この場面ではセンターバック鈴木淳之介とウイングバックの畑が自陣後方タッチライン際で追いつめられたうえ、この2人が一直線に並んでしまったことでパスコースが無くなっている。3バックの一角がペナルティエリアの横幅からはみ出し、なおかつウイングバックが自陣後方タッチライン際に立った状態でショートパスを繋ごうとした結果、相手のハイプレスを浴びてボールを失う。これは昨2023シーズンや今季序盤戦にも見られた湘南の悪癖であり、同クラブはまたしてもこのミスを犯している。チーム全体の攻撃配置が悪かったため特定の選手が責められるべき場面ではないが、縦のパスコースが無かった状況を踏まえると鈴木淳之介はL・フェルナンデスに捕捉されていた畑へのパスではなく、自身の斜め後ろに立っていた味方DFキム・ミンテへのバックパスを選択すべきだった。

前半24分にはC大阪MF田中駿汰(ボランチ)のロングパスに反応したレオ・セアラが湘南最終ラインの背後を突き、ゴールゲット。
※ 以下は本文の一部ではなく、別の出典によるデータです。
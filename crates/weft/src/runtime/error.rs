//! Render error types.

use thiserror::Error;

use crate::Error;
use crate::lexer::Pos;
use crate::parser::format_suggestions;

/// An error that occurred while rendering a compiled template.
#[derive(Debug, Error)]
pub enum RenderError {
    #[error("template not found: '{name}'")]
    TemplateNotFound { name: String },

    /// A referenced template failed to load or compile.
    #[error("failed to load template '{name}': {source}")]
    Template {
        name: String,
        #[source]
        source: Box<Error>,
    },

    #[error("unknown block '{name}'")]
    UnknownBlock { name: String },

    #[error("no super block available for '{block}'")]
    NoSuperBlock { block: String },

    #[error("unknown filter '{name}'{}", format_suggestions(suggestions))]
    UnknownFilter {
        name: String,
        suggestions: Vec<String>,
    },

    #[error("filter '{name}' failed: {message}")]
    Filter { name: String, message: String },

    #[error("unknown extension '{name}'")]
    UnknownExtension { name: String },

    #[error("extension '{name}' failed: {message}")]
    Extension { name: String, message: String },

    #[error("cannot import '{name}' from '{template}'")]
    UnknownExport { name: String, template: String },

    #[error("{message}")]
    Type { message: String },

    /// Only raised when `throw_on_undefined` is enabled.
    #[error("'{name}' is undefined")]
    Undefined { name: String },

    #[error("'{name}' is not callable")]
    NotCallable { name: String },

    #[error("'{name}' is async and cannot run in a synchronous render; use render_async")]
    AsyncInSyncRender { name: String },

    #[error("maximum render depth exceeded")]
    MaxDepthExceeded,

    #[error("cyclic template inheritance: {}", chain.join(" -> "))]
    CyclicInheritance { chain: Vec<String> },

    #[error("{template}:{pos}: {source}")]
    Located {
        template: String,
        pos: Pos,
        #[source]
        source: Box<RenderError>,
    },
}

impl RenderError {
    pub(crate) fn type_error(message: impl Into<String>) -> Self {
        RenderError::Type {
            message: message.into(),
        }
    }

    /// Attach a template position, unless one is already attached.
    pub(crate) fn located(self, template: &str, pos: Pos) -> Self {
        match self {
            RenderError::Located { .. } => self,
            other => RenderError::Located {
                template: template.to_string(),
                pos,
                source: Box::new(other),
            },
        }
    }

    /// The error with any location wrapper removed.
    pub fn root_cause(&self) -> &RenderError {
        match self {
            RenderError::Located { source, .. } => source.root_cause(),
            other => other,
        }
    }

    pub fn template_name(&self) -> Option<&str> {
        match self {
            RenderError::Located { template, .. } => Some(template),
            _ => None,
        }
    }

    pub fn pos(&self) -> Option<Pos> {
        match self {
            RenderError::Located { pos, .. } => Some(*pos),
            _ => None,
        }
    }
}
//! weft CLI entry point.
//!
//! Provides command-line tools for working with weft templates:
//! - `weft check` - Parse and compile templates, reporting diagnostics
//! - `weft render` - Render a template to stdout
//! - `weft precompile` - Compile a directory of templates into a bundle

mod commands;
mod config;
mod output;

use std::io::stderr;
use std::process::exit;

use clap::{Parser, Subcommand, ValueEnum};
use commands::{
    run_check, run_precompile, run_render, CheckArgs, PrecompileArgs, RenderArgs,
};
use tracing_subscriber::layer::SubscriberExt;
use tracing_subscriber::util::SubscriberInitExt;
use tracing_subscriber::{fmt, EnvFilter};

/// weft template tools.
#[derive(Debug, Parser)]
#[command(name = "weft")]
#[command(about = "weft template tools", long_about = None)]
#[command(version)]
pub struct Cli {
    /// Color output control
    #[arg(long, value_enum, default_value_t = ColorWhen::Auto, global = true)]
    pub color: ColorWhen,

    /// Enable verbose output
    #[arg(short, long, global = true)]
    pub verbose: bool,

    #[command(subcommand)]
    pub command: Commands,
}

/// When to use colored output.
#[derive(Debug, Clone, Copy, ValueEnum)]
pub enum ColorWhen {
    Auto,
    Always,
    Never,
}

/// CLI subcommands.
#[derive(Debug, Subcommand)]
pub enum Commands {
    /// Check template syntax
    Check(CheckArgs),
    /// Render a template to stdout
    Render(RenderArgs),
    /// Compile a directory of templates into a JSON bundle
    Precompile(PrecompileArgs),
}

/// Set up color output based on user preference.
fn setup_colors(color_when: ColorWhen) {
    match color_when {
        ColorWhen::Auto => {
            // owo-colors automatically checks TTY, NO_COLOR, FORCE_COLOR
        }
        ColorWhen::Always => {
            owo_colors::set_override(true);
        }
        ColorWhen::Never => {
            owo_colors::set_override(false);
        }
    }
}

/// Install the log subscriber. `RUST_LOG` wins over `--verbose`.
fn setup_logging(verbose: bool) {
    let default = if verbose { "weft=debug" } else { "weft=warn" };
    tracing_subscriber::registry()
        .with(EnvFilter::try_from_default_env().unwrap_or_else(|_| EnvFilter::new(default)))
        .with(fmt::layer().with_writer(stderr))
        .init();
}

fn main() -> miette::Result<()> {
    let cli = Cli::parse();
    setup_colors(cli.color);
    setup_logging(cli.verbose);

    miette::set_hook(Box::new(|_| {
        Box::new(
            miette::MietteHandlerOpts::new()
                .terminal_links(true)
                .unicode(true)
                .context_lines(2)
                .build(),
        )
    }))?;

    let result = match cli.command {
        Commands::Check(args) => run_check(args),
        Commands::Render(args) => run_render(args),
        Commands::Precompile(args) => run_precompile(args),
    };

    match result {
        Ok(code) => exit(code),
        Err(e) => {
            eprintln!("{:?}", e);
            exit(exitcode::SOFTWARE);
        }
    }
}
//! Precompiled template bundles.
//!
//! A bundle maps template names to compiled programs. It serializes to
//! JSON, and a [`PrecompiledLoader`](super::PrecompiledLoader) serves it
//! back without going through the compiler.

use indexmap::IndexMap;
use serde::{Deserialize, Serialize};
use tracing::debug;

use super::Environment;
use crate::Error;
use crate::compiler::Program;

#[derive(Debug, Clone, Default, PartialEq, Serialize, Deserialize)]
pub struct PrecompiledBundle {
    templates: IndexMap<String, Program>,
}

impl PrecompiledBundle {
    pub fn new() -> Self {
        Self::default()
    }

    /// Add a program under its own name.
    pub fn insert(&mut self, program: Program) {
        self.templates.insert(program.name.clone(), program);
    }

    pub fn get(&self, name: &str) -> Option<&Program> {
        self.templates.get(name)
    }

    pub fn names(&self) -> impl Iterator<Item = &str> {
        self.templates.keys().map(String::as_str)
    }

    pub fn programs(&self) -> impl Iterator<Item = &Program> {
        self.templates.values()
    }

    pub fn into_programs(self) -> impl Iterator<Item = (String, Program)> {
        self.templates.into_iter()
    }

    pub fn len(&self) -> usize {
        self.templates.len()
    }

    pub fn is_empty(&self) -> bool {
        self.templates.is_empty()
    }

    pub fn to_json(&self) -> Result<String, serde_json::Error> {
        serde_json::to_string_pretty(self)
    }

    pub fn from_json(json: &str) -> Result<Self, serde_json::Error> {
        serde_json::from_str(json)
    }
}

/// Compile the named templates through `env`'s loaders into a bundle.
///
/// # Example
///
/// ```
/// use weft::Environment;
/// use weft::environment::{MemoryLoader, PrecompiledLoader, precompile};
///
/// let source = MemoryLoader::new();
/// source.insert("page.html", "<p>{{ text }}</p>");
/// let env = Environment::builder().build();
/// env.add_loader(source);
/// let bundle = precompile(&env, ["page.html"]).unwrap();
///
/// let runtime = Environment::builder().build();
/// runtime.add_loader(PrecompiledLoader::new(bundle));
/// let out = runtime.render("page.html", weft::data! { "text" => "hi" }).unwrap();
/// assert_eq!(out, "<p>hi</p>");
/// ```
pub fn precompile<I, S>(env: &Environment, names: I) -> Result<PrecompiledBundle, Error>
where
    I: IntoIterator<Item = S>,
    S: AsRef<str>,
{
    let mut bundle = PrecompiledBundle::new();
    for name in names {
        let template = env.get_template(name.as_ref())?;
        bundle.insert(template.program().as_ref().clone());
    }
    debug!(templates = bundle.len(), "Precompiled bundle");
    Ok(bundle)
}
ここでは味方センターバック付近でボールを受けた田中駿汰への湘南FW鈴木章斗の寄せが緩く、それゆえ簡単にロングボールを繰り出されている。パスの出し手にプレスがかかっていないにも関わらず、湘南最終ラインの位置取りが高かったため、レオ・セアラの突破も許してしまった。


平岡大陽 写真:Getty Images

悔やまれる1失点目

湘南は今節も攻撃配置の悪さから失点を喫したものの、試合序盤以外にも自陣後方からのパス回しに成功したシーンがあった。
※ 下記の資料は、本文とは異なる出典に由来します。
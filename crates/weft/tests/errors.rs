//! Tests for error types and error message formatting.

use insta::assert_snapshot;
use weft::{Environment, Error, LoaderError, ParseError, Pos, compute_suggestions, data};

fn error_for(source: &str) -> Error {
    Environment::default()
        .render_str(source, data! {})
        .unwrap_err()
}

// =============================================================================
// Suggestions
// =============================================================================

#[test]
fn compute_suggestions_finds_similar_names() {
    let available = vec!["upper", "lower", "title", "trim"];

    assert_eq!(compute_suggestions("uper", &available), vec!["upper"]);
    assert_eq!(compute_suggestions("lowr", &available), vec!["lower"]);
    assert!(compute_suggestions("xyz", &available).is_empty());
}

#[test]
fn compute_suggestions_orders_by_distance_and_limits_to_three() {
    let available: Vec<String> = (0..10).map(|i| format!("item{i}")).collect();
    let suggestions = compute_suggestions("item", &available);
    assert_eq!(suggestions.len(), 3);

    let available = vec!["tile", "title", "titles"];
    let suggestions = compute_suggestions("titl", &available);
    assert_eq!(suggestions, vec!["title", "tile", "titles"]);
}

#[test]
fn compute_suggestions_short_names_need_a_close_match() {
    let available = vec!["if", "for"];
    assert_eq!(compute_suggestions("iff", &available), vec!["if"]);
    assert!(compute_suggestions("fi", &available).is_empty());
}

// =============================================================================
// Lex errors
// =============================================================================

#[test]
fn unterminated_tag() {
    assert_snapshot!(error_for("{{ name").to_string(), @"<string>: unterminated tag at 1:1");
}

#[test]
fn unterminated_string() {
    assert_snapshot!(error_for("{{ 'abc }}").to_string(), @"<string>: unterminated string at 1:4");
}

#[test]
fn unterminated_comment() {
    assert_snapshot!(error_for("a {# open").to_string(), @"<string>: unterminated comment at 1:3");
}

#[test]
fn unterminated_raw_block() {
    assert_snapshot!(error_for("{% raw %}abc").to_string(), @"<string>: unterminated raw block at 1:1");
}

#[test]
fn invalid_character() {
    assert_snapshot!(error_for("{{ a ; b }}").to_string(), @"<string>: invalid character ';' at 1:6");
}

// =============================================================================
// Parse errors
// =============================================================================

#[test]
fn unclosed_tag_reports_where_it_opened() {
    assert_snapshot!(
        error_for("line\n{% if x %}body").to_string(),
        @"<string>: unclosed 'if' tag opened at 2:1"
    );
}

#[test]
fn stray_end_tag() {
    assert_snapshot!(error_for("{% endif %}").to_string(), @"<string>: unexpected 'endif' at 1:4");
    assert_snapshot!(error_for("{% else %}").to_string(), @"<string>: unexpected 'else' at 1:4");
}

#[test]
fn unknown_tag_with_suggestion() {
    assert_snapshot!(
        error_for("{% iff x %}{% endif %}").to_string(),
        @"<string>: unknown tag 'iff' at 1:4 (did you mean: if?)"
    );
}

#[test]
fn duplicate_block() {
    assert_snapshot!(
        error_for("{% block a %}{% endblock %}{% block a %}{% endblock %}").to_string(),
        @"<string>: block 'a' defined twice at 1:37"
    );
}

#[test]
fn duplicate_extends() {
    assert_snapshot!(
        error_for("{% extends 'a' %}{% extends 'b' %}").to_string(),
        @"<string>: template extends more than one parent at 1:18"
    );
}

#[test]
fn nested_extends() {
    assert_snapshot!(
        error_for("{% if x %}{% extends 'a' %}{% endif %}").to_string(),
        @"<string>: 'extends' must appear at the top level of a template at 1:11"
    );
}

#[test]
fn assignment_to_attribute() {
    assert_snapshot!(
        error_for("{% set x.y = 1 %}").to_string(),
        @"<string>: can only assign to names at 1:9"
    );
}

#[test]
fn missing_operand() {
    assert_snapshot!(
        error_for("{{ 1 + }}").to_string(),
        @"<string>: expected an expression, found variable end at 1:8"
    );
}

#[test]
fn missing_keyword() {
    assert_snapshot!(
        error_for("{% for x of y %}{% endfor %}").to_string(),
        @"<string>: expected 'in', found 'of' at 1:10"
    );
}

#[test]
fn parse_errors_expose_position() {
    let err = error_for("\n\n  {{ 1 + }}");
    assert_eq!(err.template_name(), Some("<string>"));
    assert_eq!(err.pos(), Some(Pos::new(3, 10)));
    match err {
        Error::Parse { source, .. } => {
            assert!(matches!(source, ParseError::Unexpected { .. }));
        }
        other => panic!("expected parse error, got {other:?}"),
    }
}

#[test]
fn named_templates_carry_their_name() {
    let env = Environment::default();
    let err = env.from_string("{% if %}", Some("widget.html")).unwrap_err();
    assert_snapshot!(err.to_string(), @"widget.html: expected an expression, found block end at 1:7");
}

// =============================================================================
// Compile and render errors
// =============================================================================

#[test]
fn super_outside_block() {
    assert_snapshot!(
        error_for("{{ super() }}").to_string(),
        @"<string>: super() called outside of a block at 1:9"
    );
}

#[test]
fn unknown_filter_with_suggestion() {
    let env = Environment::default();
    env.add_filter("upper", |value, _| Ok(value.to_string().to_uppercase().into()));
    let err = env.render_str("{{ x | uppr }}", data! {}).unwrap_err();
    assert_snapshot!(err.to_string(), @"<string>:1:1: unknown filter 'uppr' (did you mean: upper?)");
}

#[test]
fn missing_import_source() {
    let env = Environment::default();
    let err = env
        .render_str("{% from 'x' import y %}", data! {})
        .unwrap_err();
    assert_snapshot!(err.to_string(), @"<string>:1:1: template not found: 'x'");
}

#[test]
fn loader_error_displays_path() {
    let err = LoaderError::Deserialize {
        path: "bundle.json".into(),
        message: "expected value".to_string(),
    };
    assert_snapshot!(err.to_string(), @"failed to load precompiled bundle 'bundle.json': expected value");
}
//! Implementation of the `weft check` command.

use std::fs::read_to_string;
use std::path::PathBuf;

use miette::{miette, Report, Result};
use owo_colors::OwoColorize;
use serde::Serialize;
use tracing::debug;
use weft::Environment;

use super::{collect_templates, TemplateFile};
use crate::config::EnvArgs;
use crate::output::TemplateDiagnostic;

/// Arguments for the check command.
#[derive(Debug, clap::Args)]
pub struct CheckArgs {
    /// Template files or directories to check
    #[arg(required = true)]
    pub files: Vec<PathBuf>,

    /// File extensions to check inside directories (comma-separated)
    #[arg(long, value_delimiter = ',', default_value = "html,njk")]
    pub ext: Vec<String>,

    /// Output as JSON
    #[arg(long)]
    pub json: bool,

    #[command(flatten)]
    pub env: EnvArgs,
}

/// JSON output for one checked file.
#[derive(Debug, Serialize)]
struct CheckResult {
    file: String,
    ok: bool,
    #[serde(skip_serializing_if = "Option::is_none")]
    error: Option<String>,
    #[serde(skip_serializing_if = "Option::is_none")]
    line: Option<usize>,
    #[serde(skip_serializing_if = "Option::is_none")]
    column: Option<usize>,
}

/// Run the check command.
pub fn run_check(args: CheckArgs) -> Result<i32> {
    let env = args.env.environment()?;

    let mut files = Vec::new();
    for path in &args.files {
        if path.is_dir() {
            files.extend(collect_templates(path, &args.ext)?);
        } else {
            files.push(TemplateFile {
                name: path.display().to_string(),
                path: path.clone(),
            });
        }
    }

    let mut results = Vec::with_capacity(files.len());
    for file in &files {
        let content = read_to_string(&file.path)
            .map_err(|e| miette!("Failed to read {}: {}", file.path.display(), e))?;
        results.push(check_file(&env, file, &content, args.json));
    }
    let failures = results.iter().filter(|r| !r.ok).count();

    if args.json {
        let output = serde_json::to_string_pretty(&results)
            .map_err(|e| miette!("Failed to serialize results: {}", e))?;
        println!("{}", output);
    } else if failures == 0 {
        println!("{} {} template(s) checked", "ok".green(), results.len());
    } else {
        eprintln!(
            "{} {} of {} template(s) failed",
            "error".red(),
            failures,
            results.len()
        );
    }

    if failures == 0 {
        Ok(exitcode::OK)
    } else {
        Ok(exitcode::DATAERR)
    }
}

/// Compile one template, printing a diagnostic on failure unless the
/// results are going to be printed as JSON.
fn check_file(env: &Environment, file: &TemplateFile, content: &str, json: bool) -> CheckResult {
    debug!(file = %file.name, "Checking template");
    match env.compile(content, &file.name) {
        Ok(_) => CheckResult {
            file: file.name.clone(),
            ok: true,
            error: None,
            line: None,
            column: None,
        },
        Err(err) => {
            let pos = err.pos();
            if !json {
                let diagnostic = TemplateDiagnostic::from_error(&file.name, content, &err);
                eprintln!("{:?}", Report::new(diagnostic));
            }
            CheckResult {
                file: file.name.clone(),
                ok: false,
                error: Some(err.to_string()),
                line: pos.map(|p| p.line),
                column: pos.map(|p| p.column),
            }
        }
    }
}

#[cfg(test)]
mod tests {
    use super::*;

    fn file(name: &str) -> TemplateFile {
        TemplateFile {
            name: name.to_string(),
            path: PathBuf::from(name),
        }
    }

    #[test]
    fn valid_templates_pass() {
        let env = Environment::default();
        let result = check_file(&env, &file("a.html"), "{% if x %}{{ x }}{% endif %}", true);
        assert!(result.ok);
        assert!(result.error.is_none());
    }

    #[test]
    fn failures_carry_positions() {
        let env = Environment::default();
        let result = check_file(&env, &file("a.html"), "line\n{% for x in %}", true);
        assert!(!result.ok);
        assert_eq!(result.line, Some(2));
        assert!(result.error.unwrap().starts_with("a.html: "));
    }
}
この最たる例が、前半29分の攻撃シーン。自陣ペナルティエリア手前で鈴木淳之介がボールを受けると同時に、ウイングバックの畑が自陣へ降りる。ここで鈴木淳之介が畑にパスを出すと思いきや、同選手は左サイドを駆け上がった平岡へのロングパスを選択。この場面ではC大阪の右サイドバック奥田が畑を捕まえるべく飛び出していたため、同選手の背後が空く形に。ここへ走った平岡が鈴木淳之介のロングパスを受けたことで、湘南の速攻が始まった。

センターバックが自陣へ降りてきたウイングバックへパスを出すと見せかけ、その奥のインサイドハーフへロングボールを送る。この攻撃は湘南が最終スコア2-1で勝利したJ1リーグ第12節(サガン鳥栖戦)でも繰り出されたものであり、この試合では湘南DF大野和成(センターバック)がウイングバックの畑へパスを出すと見せかけ、平岡へロングパスを供給。ここから阿部の決勝ゴールが生まれている。今節のC大阪戦では得点に結びつかなかったが、鳥栖戦と同じくウイングバックを囮(おとり)とする攻撃を繰り出せたことは、湘南にとってポジティブな要素と言えるだろう。良い攻撃もできていただけに、センターバックからウイングバックへのパスを奪われたことで喫した今節の1失点目は悔やまれる。湘南としてはこの失敗を糧にしたいところだ。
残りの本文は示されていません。